> _WORK ITEM_
In the records that follow, the lines from the one containing "width, y: height" to the one containing "x_end: x_start +", inclusive, are to be given again exactly.

> _RECORDS FOR PROCESSING_
■ ■ ■ ■ ■

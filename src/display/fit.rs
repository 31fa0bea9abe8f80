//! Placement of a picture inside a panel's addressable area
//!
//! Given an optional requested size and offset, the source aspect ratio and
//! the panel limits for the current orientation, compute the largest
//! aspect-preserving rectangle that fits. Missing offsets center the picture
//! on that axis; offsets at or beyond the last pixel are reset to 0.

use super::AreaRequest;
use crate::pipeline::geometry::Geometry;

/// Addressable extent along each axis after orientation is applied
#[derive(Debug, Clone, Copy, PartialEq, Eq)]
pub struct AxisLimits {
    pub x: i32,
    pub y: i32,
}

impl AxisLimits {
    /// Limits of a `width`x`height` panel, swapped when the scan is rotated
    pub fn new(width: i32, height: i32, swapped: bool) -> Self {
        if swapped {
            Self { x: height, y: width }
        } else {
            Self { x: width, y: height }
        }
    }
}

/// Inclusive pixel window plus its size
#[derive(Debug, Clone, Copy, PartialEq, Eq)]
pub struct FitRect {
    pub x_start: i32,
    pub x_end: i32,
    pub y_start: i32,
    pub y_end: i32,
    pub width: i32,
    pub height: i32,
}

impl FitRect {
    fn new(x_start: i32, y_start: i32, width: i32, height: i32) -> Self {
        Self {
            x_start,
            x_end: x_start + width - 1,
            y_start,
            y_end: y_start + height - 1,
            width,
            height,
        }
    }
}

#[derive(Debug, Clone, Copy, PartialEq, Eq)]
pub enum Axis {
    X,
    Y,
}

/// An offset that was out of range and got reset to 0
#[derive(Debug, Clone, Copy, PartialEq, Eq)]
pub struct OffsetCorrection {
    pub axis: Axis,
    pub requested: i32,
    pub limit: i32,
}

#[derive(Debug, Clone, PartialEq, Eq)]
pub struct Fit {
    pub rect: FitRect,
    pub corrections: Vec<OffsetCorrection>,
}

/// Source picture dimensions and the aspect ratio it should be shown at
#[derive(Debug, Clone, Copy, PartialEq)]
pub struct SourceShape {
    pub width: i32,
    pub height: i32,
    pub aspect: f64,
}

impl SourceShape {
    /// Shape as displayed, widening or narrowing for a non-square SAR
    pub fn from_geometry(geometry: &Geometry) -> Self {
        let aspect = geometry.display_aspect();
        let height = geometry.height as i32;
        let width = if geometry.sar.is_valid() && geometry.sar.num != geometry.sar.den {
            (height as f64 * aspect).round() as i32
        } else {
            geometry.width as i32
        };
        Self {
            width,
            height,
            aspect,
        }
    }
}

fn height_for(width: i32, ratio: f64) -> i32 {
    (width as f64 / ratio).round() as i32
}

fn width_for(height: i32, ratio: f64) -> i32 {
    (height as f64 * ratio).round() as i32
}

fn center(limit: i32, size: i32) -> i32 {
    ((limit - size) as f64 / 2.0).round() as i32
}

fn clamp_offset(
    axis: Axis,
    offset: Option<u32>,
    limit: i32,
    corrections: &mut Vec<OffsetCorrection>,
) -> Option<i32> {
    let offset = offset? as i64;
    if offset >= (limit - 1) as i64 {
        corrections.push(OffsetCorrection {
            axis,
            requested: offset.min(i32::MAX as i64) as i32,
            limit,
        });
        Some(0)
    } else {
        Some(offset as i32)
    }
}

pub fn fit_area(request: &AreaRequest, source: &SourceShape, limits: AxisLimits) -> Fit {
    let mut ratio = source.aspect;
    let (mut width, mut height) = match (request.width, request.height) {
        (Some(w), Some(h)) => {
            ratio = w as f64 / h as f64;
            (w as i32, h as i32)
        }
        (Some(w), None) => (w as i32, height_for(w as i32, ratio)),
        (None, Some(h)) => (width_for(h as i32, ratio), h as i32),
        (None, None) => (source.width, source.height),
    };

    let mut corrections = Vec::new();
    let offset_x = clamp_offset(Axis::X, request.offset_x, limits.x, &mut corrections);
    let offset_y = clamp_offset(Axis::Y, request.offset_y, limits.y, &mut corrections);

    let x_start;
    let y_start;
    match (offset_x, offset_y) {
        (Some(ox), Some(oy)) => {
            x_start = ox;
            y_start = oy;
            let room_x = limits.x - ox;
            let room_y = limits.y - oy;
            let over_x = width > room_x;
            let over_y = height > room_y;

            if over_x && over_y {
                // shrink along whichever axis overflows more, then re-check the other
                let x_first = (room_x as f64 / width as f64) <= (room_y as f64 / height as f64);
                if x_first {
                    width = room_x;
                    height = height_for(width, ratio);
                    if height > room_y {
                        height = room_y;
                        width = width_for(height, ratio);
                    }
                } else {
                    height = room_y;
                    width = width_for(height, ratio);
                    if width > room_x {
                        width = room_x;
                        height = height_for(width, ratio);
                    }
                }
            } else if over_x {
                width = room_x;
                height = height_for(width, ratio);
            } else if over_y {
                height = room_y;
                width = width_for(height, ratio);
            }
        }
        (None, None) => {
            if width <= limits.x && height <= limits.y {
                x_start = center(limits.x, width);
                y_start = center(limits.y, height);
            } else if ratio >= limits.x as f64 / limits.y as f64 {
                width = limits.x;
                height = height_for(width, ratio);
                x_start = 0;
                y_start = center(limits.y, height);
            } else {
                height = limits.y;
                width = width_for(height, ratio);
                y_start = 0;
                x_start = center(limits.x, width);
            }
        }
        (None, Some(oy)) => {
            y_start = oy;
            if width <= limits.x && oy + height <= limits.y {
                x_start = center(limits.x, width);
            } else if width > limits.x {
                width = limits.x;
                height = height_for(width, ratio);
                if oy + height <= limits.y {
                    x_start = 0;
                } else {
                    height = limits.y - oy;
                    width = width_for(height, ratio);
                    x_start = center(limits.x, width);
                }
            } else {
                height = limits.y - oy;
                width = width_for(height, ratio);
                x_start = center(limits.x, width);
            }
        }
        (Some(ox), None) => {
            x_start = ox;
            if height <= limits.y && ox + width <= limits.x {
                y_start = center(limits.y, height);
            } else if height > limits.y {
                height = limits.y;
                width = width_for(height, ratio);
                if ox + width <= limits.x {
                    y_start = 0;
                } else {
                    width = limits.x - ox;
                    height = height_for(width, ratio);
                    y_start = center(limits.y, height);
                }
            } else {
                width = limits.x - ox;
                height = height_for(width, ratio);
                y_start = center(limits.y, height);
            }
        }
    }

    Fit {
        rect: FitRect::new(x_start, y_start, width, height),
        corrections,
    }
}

■ ■ ■ ■ ■

> _SOLUTION_
            Self { x: width, y: height }
        }
    }
}

/// Inclusive pixel window plus its size
#[derive(Debug, Clone, Copy, PartialEq, Eq)]
pub struct FitRect {
    pub x_start: i32,
    pub x_end: i32,
    pub y_start: i32,
    pub y_end: i32,
    pub width: i32,
    pub height: i32,
}

impl FitRect {
    fn new(x_start: i32, y_start: i32, width: i32, height: i32) -> Self {
        Self {
            x_start,
            x_end: x_start + width - 1,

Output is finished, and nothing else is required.